Bayramları genelde İstanbul'da geçiririz. Bu bayram değişiklik yapıp ailecek Gökçeada'ya gidelim dedik. Ramazan Bayramı'nın son günü yola çıktık. 4 saatlik otomobil yolculuğundan sonra Çanakkale Kabatepe Limanı'ndaydık. İskelede en az 200 metre uzunluğundaki araç kuyruğu ilk başta gözümüzü korkutsa da yaklaşık 1.5 saat süren feribot yolculuğundan sonra karşılaştığımız manzara bir anda bütün stresimizi unutturuverdi...

Gökçeada'ya gelmeden önce dersime çalışıp adanın özellikleri hakkında bilgi edinmiştim. Önce biraz onlardan bahsedeyim...


Gök­çea­da, yüz­yıl­lar ön­ce­sin­den ge­len  ve 1970 yılına kadar kullanılan is­miy­le İm­roz, Ku­zey Ege’de­ki iki Türk ada­sın­dan bi­ri. Tür­ki­ye’nin en bü­yük ada­sı olarak Boz­caa­da’nın yak­la­şık se­kiz ka­tı bü­yük­lü­ğün­de. Tür­ki­ye’nin en ba­tı ucu olduğu için ‘gü­ne­şin en son bat­tı­ğı yer’ ol­ma ün­va­nı­na sahip.



Gök­çea­da, Ça­nak­ka­le’ye bağ­lı bir il­çe. Yerleşim ilçe merkezi dışında 10 köye dağılmış. Adaya ula­şım, sa­de­ce de­niz yo­luy­la sağ­la­nı­yor. Bunun için bir arabalı feribot ve sadece yayalar için olan deniz otobüsü kullanılıyor. Gökçeada çok engebeli, volkanik kütlelerden oluşuyor. Yüzde 80'i dağlık bir araziye sahip olan adada su kaynakları bol.

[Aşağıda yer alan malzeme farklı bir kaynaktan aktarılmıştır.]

impl FieldSet {
    /// Creates an empty field set.
    pub fn new() -> Self {
        Self::default()
    }

    /// Appends an occurrence of `name`.
    pub fn add(&mut self, name: impl Into<String>, value: FieldValue) {
        self.0.entry(name.into()).or_default().push(value);
    }

    /// Replaces the first occurrence of `name`, adding it if absent.
    pub fn set(&mut self, name: impl Into<String>, value: FieldValue) {
        let occurrences = self.0.entry(name.into()).or_default();
        match occurrences.first_mut() {
            Some(first) => *first = value,
            None => occurrences.push(value),
        }
    }

    /// Returns the first occurrence of `name`.
    pub fn get(&self, name: &str) -> Option<&FieldValue> {
        self.0.get(name).and_then(|occ| occ.first())
    }

    /// Returns every occurrence of `name`.
    pub fn occurrences(&self, name: &str) -> &[FieldValue] {
        self.0.get(name).map(Vec::as_slice).unwrap_or(&[])
    }

    /// Removes every occurrence of `name`.
    pub fn remove(&mut self, name: &str) -> Option<Vec<FieldValue>> {
        self.0.remove(name)
    }

    /// Returns `true` if the set has no fields.
    pub fn is_empty(&self) -> bool {
        self.0.is_empty()
    }

    /// Reads the first occurrence of `name` as an integer code.
    ///
    /// Integral doubles and decimal strings are converted; anything else is
    /// [`FormatError::InvalidCode`].
    pub fn get_code(&self, name: &str) -> Result<i64, FormatError> {
        match self.get(name) {
            None => Err(FormatError::MissingField(name.to_string())),
            Some(FieldValue::Long(v)) => Ok(*v),
            // `i64::MAX as f64` rounds up to 2^63, so the upper bound is exclusive.
            Some(FieldValue::Double(v))
                if v.fract() == 0.0 && *v >= i64::MIN as f64 && *v < i64::MAX as f64 =>
            {
                Ok(*v as i64)
            }
            Some(FieldValue::Double(v)) => Err(FormatError::InvalidCode(v.to_string())),
            Some(FieldValue::String(s)) => s
                .parse()
                .map_err(|_| FormatError::InvalidCode(s.clone())),
        }
    }

    /// Reads the first occurrence of `name` as text.
    pub fn get_text(&self, name: &str) -> Result<String, FormatError> {
        match self.get(name) {
            None => Err(FormatError::MissingField(name.to_string())),
            Some(FieldValue::Long(v)) => Ok(v.to_string()),
            Some(FieldValue::Double(v)) => Ok(v.to_string()),
            Some(FieldValue::String(s)) => Ok(s.clone()),
        }
    }

    fn from_json_object(object: &Map<String, Value>) -> Result<Self, FormatError> {
        let mut fields = Self::new();
        for (name, value) in object {
            match value {
                Value::Array(items) => {
                    for item in items {
                        fields.add(name.clone(), FieldValue::from_json(name, item)?);
                    }
                }
                scalar => fields.add(name.clone(), FieldValue::from_json(name, scalar)?),
            }
        }
        Ok(fields)
    }

    fn to_json_object(&self) -> Result<Map<String, Value>, FormatError> {
        let mut object = Map::new();
        for (name, occurrences) in &self.0 {
            let value = match occurrences.as_slice() {
                [] => continue,
                [single] => single.to_json(name)?,
                many => Value::Array(
                    many.iter()
                        .map(|v| v.to_json(name))
                        .collect::<Result<Vec<_>, _>>()?,
                ),
            };
            object.insert(name.clone(), value);
        }
        Ok(object)
    }
}

// ---------------------------------------------------------------------------
// Records
// ---------------------------------------------------------------------------

/// A self-describing field buffer.
#[derive(Debug, Clone, Default, PartialEq)]
pub struct StructuredRecord {
    /// Fields of the record.
    pub fields: FieldSet,
}

impl StructuredRecord {
    /// Creates an empty record.
    pub fn new() -> Self {
        Self::default()
    }

    /// Parses a record from a flat JSON object.
    pub fn from_json(body: &[u8]) -> Result<Self, FormatError> {
        match serde_json::from_slice::<Value>(body)? {
            Value::Object(object) => Ok(Self {
                fields: FieldSet::from_json_object(&object)?,
            }),
            other => Err(FormatError::MalformedJson(format!(
                "expected an object, found {}",
                json_kind(&other)
            ))),
        }
    }

    /// Writes the record as a flat JSON object.
    pub fn to_json(&self) -> Result<Vec<u8>, FormatError> {
        Ok(serde_json::to_vec(&Value::Object(self.fields.to_json_object()?))?)
    }
}

// ---------------------------------------------------------------------------

/// A named record bound to a view definition.
#[derive(Debug, Clone, PartialEq)]
pub struct ViewRecord {
    /// Name of the view definition.
    pub view: String,
    /// Fields of the record.
    pub fields: FieldSet,
}

impl ViewRecord {
    /// Creates a view record with no fields.
    pub fn new(view: impl Into<String>) -> Self {
        Self {
            view: view.into(),
            fields: FieldSet::new(),
        }
    }

    /// Parses a view from `{"<VIEW>": { fields }}`.
    pub fn from_json(body: &[u8]) -> Result<Self, FormatError> {
        let object = match serde_json::from_slice::<Value>(body)? {
            Value::Object(object) => object,
            other => {
                return Err(FormatError::MalformedJson(format!(
                    "expected an object, found {}",
                    json_kind(&other)
                )))
            }
        };
        let mut entries = object.into_iter();
        match (entries.next(), entries.next()) {
            (Some((view, Value::Object(fields))), None) => Ok(Self {
                view,
                fields: FieldSet::from_json_object(&fields)?,
            }),
            (None, _) => Err(FormatError::EmptyObject),
            _ => Err(FormatError::MalformedJson(
                "expected a single view name mapping to an object".to_string(),
            )),
        }
    }

    /// Writes the view as `{"<VIEW>": { fields }}`.
    pub fn to_json(&self) -> Result<Vec<u8>, FormatError> {
        let mut outer = Map::new();
        outer.insert(self.view.clone(), Value::Object(self.fields.to_json_object()?));
        Ok(serde_json::to_vec(&Value::Object(outer))?)
    }

    /// Resets a field to its zero value, keeping it present in the view.
    pub fn reset_field(&mut self, name: &str, zero: FieldValue) {
        self.fields.set(name, zero);
    }
}

// ---------------------------------------------------------------------------
// Payload buffer
// ---------------------------------------------------------------------------

/// The typed payload of one call.
#[derive(Debug, Clone, PartialEq)]
pub enum PayloadBuffer {
    /// Self-describing field buffer.
    StructuredRecord(StructuredRecord),
    /// Named view record.
    ViewRecord(ViewRecord),
    /// Text string.
    PlainString(String),
    /// JSON document text.
    JsonDocument(String),
    /// Opaque bytes.
    BinaryBlob(Vec<u8>),
}

impl PayloadBuffer {
    /// The variant tag of this buffer.
    pub fn format(&self) -> BufferFormat {
        match self {
            Self::StructuredRecord(_) => BufferFormat::StructuredRecord,
            Self::ViewRecord(_) => BufferFormat::ViewRecord,
            Self::PlainString(_) => BufferFormat::PlainString,
            Self::JsonDocument(_) => BufferFormat::JsonDocument,
            Self::BinaryBlob(_) => BufferFormat::BinaryBlob,
        }
    }

    /// Size of the buffer's wire representation in bytes.
    ///
    /// Records that cannot be serialized report zero.
    pub fn size(&self) -> usize {
        match self {
            Self::PlainString(s) | Self::JsonDocument(s) => s.len(),
            Self::BinaryBlob(b) => b.len(),
            Self::StructuredRecord(_) | Self::ViewRecord(_) => {
                serialize(self).map(|(body, _)| body.len()).unwrap_or(0)
            }
        }
    }
}

/// Converts a buffer into the request body and its content type.
pub fn serialize(buffer: &PayloadBuffer) -> Result<(Vec<u8>, ContentType), FormatError> {
    let body = match buffer {
        PayloadBuffer::StructuredRecord(record) => record.to_json()?,
        PayloadBuffer::ViewRecord(view) => view.to_json()?,
        PayloadBuffer::PlainString(s) | PayloadBuffer::JsonDocument(s) => s.as_bytes().to_vec(),
        PayloadBuffer::BinaryBlob(b) => b.clone(),
    };
    Ok((body, buffer.format().content_type()))
}

/// Builds a buffer of `format` from a response body.
///
/// Text formats require UTF-8; JSON documents are stored as received.
pub fn deserialize(format: BufferFormat, body: &[u8]) -> Result<PayloadBuffer, FormatError> {
    Ok(match format {
        BufferFormat::StructuredRecord => PayloadBuffer::StructuredRecord(StructuredRecord::from_json(body)?),
        BufferFormat::ViewRecord => PayloadBuffer::ViewRecord(ViewRecord::from_json(body)?),
        BufferFormat::PlainString => PayloadBuffer::PlainString(utf8(body)?),
        BufferFormat::JsonDocument => PayloadBuffer::JsonDocument(utf8(body)?),
        BufferFormat::BinaryBlob => PayloadBuffer::BinaryBlob(body.to_vec()),
    })
}

fn utf8(body: &[u8]) -> Result<String, FormatError> {
    String::from_utf8(body.to_vec()).map_err(|_| FormatError::InvalidUtf8)
}
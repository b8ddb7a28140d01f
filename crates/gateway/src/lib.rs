//! Core domain for the restout gateway.
//!
//! This crate contains every domain concept of the outbound REST gateway: the
//! typed payload buffers crossing the bus boundary, the per-service
//! configuration, the five error-mapping conventions, the outcome normalizer,
//! and the port traits that infrastructure crates implement.
//!
//! ## Architectural Layer
//!
//! **Business logic + port definitions.** This crate has no I/O dependencies.
//! It defines *what* is needed; infrastructure crates define *how* to supply it.
//!
//! ## Module Layout
//!
//! | Module | Contents |
//! |--------|----------|
//! | [`identifiers`] | Newtype identifiers (`ServiceName`, `SlotId`, `CallId`, etc.) |
//! | [`types`] | Shared value types (`ReturnCode`, `CodeVocabulary`, `ContentType`, `Timestamp`) |
//! | [`buffer`] | `PayloadBuffer`, record types, and the buffer adapter |
//! | [`config`] | `ServiceConfig`, the raw configuration model, and `ServiceRegistry` |
//! | [`mapping`] | Error-mapping policy (`extract`, `status_override`) |
//! | [`outcome`] | Outcome normalizer and the bus reply vocabulary |
//! | [`ports`] | `HttpExchange` and `CallBus` traits |
//! | [`errors`] | Error taxonomy |

pub mod buffer;
pub mod config;
pub mod errors;
pub mod identifiers;
pub mod mapping;
pub mod outcome;
pub mod ports;
pub mod types;

// Re-export everything at the crate root for ergonomic usage by downstream crates.
pub use buffer::{BufferFormat, FieldSet, FieldValue, PayloadBuffer, StructuredRecord, ViewRecord};
pub use config::{
    CodeDefinition, ErrorMode, ErrorPolicy, GatewayConfig, ServiceConfig, ServiceDefinition,
    ServiceRegistry, StatusTable,
};
pub use errors::{BusError, ConfigError, FormatError, GatewayError, TransportError};
pub use identifiers::{CallDescriptor, CallId, FieldName, ServiceName, SlotId};
pub use mapping::{ErrorEnvelope, Extraction, JsonField};
pub use outcome::{normalize, CallStatus, Outcome, OutcomeKind, Reply, SoftFlag};
pub use ports::{CallBus, ExchangeRequest, ExchangeResponse, ExchangeResult, HttpExchange, InboundCall};
pub use types::{CodeVocabulary, ContentType, ReturnCode, Timestamp};
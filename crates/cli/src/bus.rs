//! In-process bus used by the `call` command.
//!
//! Serves exactly the payload given on the command line and keeps the reply
//! the dispatcher commits so the command can print it.

use std::sync::Mutex;

use async_trait::async_trait;
use gateway::{BusError, CallBus, InboundCall, PayloadBuffer, Reply, SlotId};

/// A [`CallBus`] that answers every bind with one fixed request payload.
#[derive(Debug)]
pub struct SingleShotBus {
    request: PayloadBuffer,
    reply: Mutex<Option<Reply>>,
}

impl SingleShotBus {
    /// Creates a bus that will serve `request`.
    pub fn new(request: PayloadBuffer) -> Self {
        Self {
            request,
            reply: Mutex::new(None),
        }
    }

    /// Takes the committed reply, if one has arrived.
    pub fn take_reply(&self) -> Option<Reply> {
        self.reply.lock().ok().and_then(|mut slot| slot.take())
    }
}

#[async_trait]
impl CallBus for SingleShotBus {
    async fn bind_inbound_call(&self, slot: SlotId, call: &InboundCall) -> Result<PayloadBuffer, BusError> {
        tracing::debug!(%slot, descriptor = %call.descriptor, "Binding command-line payload");
        Ok(self.request.clone())
    }

    async fn respond_to_caller(&self, _slot: SlotId, _call: &InboundCall, reply: Reply) -> Result<(), BusError> {
        let mut slot = self
            .reply
            .lock()
            .map_err(|_| BusError::Respond("reply slot poisoned".to_string()))?;
        *slot = Some(reply);
        Ok(())
    }
}

#[cfg(test)]
mod tests {
    use gateway::{CallDescriptor, Outcome, OutcomeKind, ServiceName};

    use super::*;

    fn call() -> InboundCall {
        InboundCall {
            service: ServiceName::new("ECHO").unwrap(),
            descriptor: CallDescriptor::new(1),
        }
    }

    #[tokio::test]
    async fn test_bind_serves_the_fixed_payload() {
        let bus = SingleShotBus::new(PayloadBuffer::PlainString("ping".into()));
        let payload = bus.bind_inbound_call(SlotId::new(0), &call()).await.unwrap();
        assert_eq!(payload, PayloadBuffer::PlainString("ping".into()));
    }

    #[tokio::test]
    async fn test_reply_is_kept_until_taken() {
        let bus = SingleShotBus::new(PayloadBuffer::PlainString("ping".into()));
        assert!(bus.take_reply().is_none());

        let reply = Reply::from_outcome(Outcome::new(OutcomeKind::Success, ""), None);
        bus.respond_to_caller(SlotId::new(0), &call(), reply.clone()).await.unwrap();

        assert_eq!(bus.take_reply(), Some(reply));
        assert!(bus.take_reply().is_none());
    }

    #[test]
    fn test_default_grow_rejects_oversized_payloads() {
        let bus = SingleShotBus::new(PayloadBuffer::PlainString("ping".into()));
        let mut payload = PayloadBuffer::PlainString("x".repeat(10));
        assert!(bus.grow_buffer(&mut payload, 100).is_ok());
        assert!(matches!(bus.grow_buffer(&mut payload, 4), Err(BusError::Grow { .. })));
    }
}
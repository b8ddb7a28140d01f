//! Port traits implemented by infrastructure crates.
//!
//! The dispatcher depends only on these traits:
//!
//! - [`HttpExchange`] issues the outbound POST. Implemented by the `backend`
//!   crate over reqwest.
//! - [`CallBus`] is the transaction-processing bus: it binds inbound call
//!   payloads to execution slots and accepts replies. Implemented by whatever
//!   hosts the gateway (the CLI ships a single-shot implementation).

use std::time::Duration;

use async_trait::async_trait;

use crate::{
    BusError, CallDescriptor, ContentType, FormatError, PayloadBuffer, Reply, ServiceName, SlotId,
    TransportError,
};

// ---------------------------------------------------------------------------
// HTTP exchange
// ---------------------------------------------------------------------------

/// One outbound POST.
#[derive(Debug, Clone, PartialEq, Eq)]
pub struct ExchangeRequest {
    /// Backend endpoint.
    pub url: String,
    /// Serialized payload.
    pub body: Vec<u8>,
    /// `Content-Type` header value.
    pub content_type: ContentType,
    /// Upper bound on the whole exchange, body included.
    pub timeout: Duration,
    /// Skip TLS certificate verification.
    pub ssl_insecure: bool,
    /// Largest body worth keeping. Implementations may stop reading one byte
    /// past this limit; [`ExchangeResponse::body_within`] then rejects it.
    pub max_body_size: usize,
}

/// A complete HTTP response.
#[derive(Debug, Clone, PartialEq, Eq)]
pub struct ExchangeResponse {
    /// HTTP status code.
    pub status: u16,
    /// Response headers in arrival order.
    pub headers: Vec<(String, String)>,
    /// Response body.
    pub body: Vec<u8>,
}

impl ExchangeResponse {
    /// Returns the body if it fits in `max_size` bytes.
    pub fn body_within(&self, max_size: usize) -> Result<&[u8], FormatError> {
        if self.body.len() > max_size {
            Err(FormatError::TooLarge {
                size: self.body.len(),
                max: max_size,
            })
        } else {
            Ok(&self.body)
        }
    }
}

/// Outcome of one HTTP attempt.
pub type ExchangeResult = Result<ExchangeResponse, TransportError>;

/// Issues outbound HTTP requests.
///
/// Implementations must not reuse connections across calls and must report
/// timeouts as [`TransportError::Timeout`] so the dispatcher can tell them
/// apart from other network failures.
#[async_trait]
pub trait HttpExchange: Send + Sync {
    /// Sends `request` and reads the full response.
    async fn post(&self, request: ExchangeRequest) -> ExchangeResult;
}

// ---------------------------------------------------------------------------
// Bus
// ---------------------------------------------------------------------------

/// An inbound call as announced by the bus.
#[derive(Debug, Clone, PartialEq, Eq)]
pub struct InboundCall {
    /// Service the call is addressed to.
    pub service: ServiceName,
    /// Bus-assigned call descriptor.
    pub descriptor: CallDescriptor,
}

/// The transaction-processing bus, seen from the gateway.
#[async_trait]
pub trait CallBus: Send + Sync {
    /// Takes ownership of the inbound payload on behalf of `slot`.
    async fn bind_inbound_call(&self, slot: SlotId, call: &InboundCall) -> Result<PayloadBuffer, BusError>;

    /// Grows `buffer` so it can hold a reply of up to `max_size` bytes.
    ///
    /// The default implementation only checks that the request itself fits.
    fn grow_buffer(&self, buffer: &mut PayloadBuffer, max_size: usize) -> Result<(), BusError> {
        let size = buffer.size();
        if size > max_size {
            Err(BusError::Grow {
                size,
                requested: max_size,
            })
        } else {
            Ok(())
        }
    }

    /// Commits the reply for the call bound to `slot`.
    ///
    /// Once this returns, the bus no longer references the slot's context.
    async fn respond_to_caller(&self, slot: SlotId, call: &InboundCall, reply: Reply) -> Result<(), BusError>;
}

 289.5 km2 yüzölçümüne, 95 km kıyı şeridi uzunluğuna sahip olan Gökçeada Türkiye'nin en büyük adası olmasına rağmen sakinliği ile dikkat çekiyor. Şehir gürültüsünden uzakta kafa dinlemek isteyenler için ideal bir tatil mekanı. Feribottan indiğinizde vardığınız Kuzulimanı bir yerleşim yeri değil. İlk yerleşim yeri 7 km. uzaklıktaki ada merkezi. Köyler, zamanında korsan saldırılarından korunmak için yüksek tepelere ve denizden uzak bölgelere kurulmuş. O yüzden adada deniz kıyısında yerleşime rastlamak zor. Sadece Kaleköy'ün aşağısındaki limanda az sayıda ev var.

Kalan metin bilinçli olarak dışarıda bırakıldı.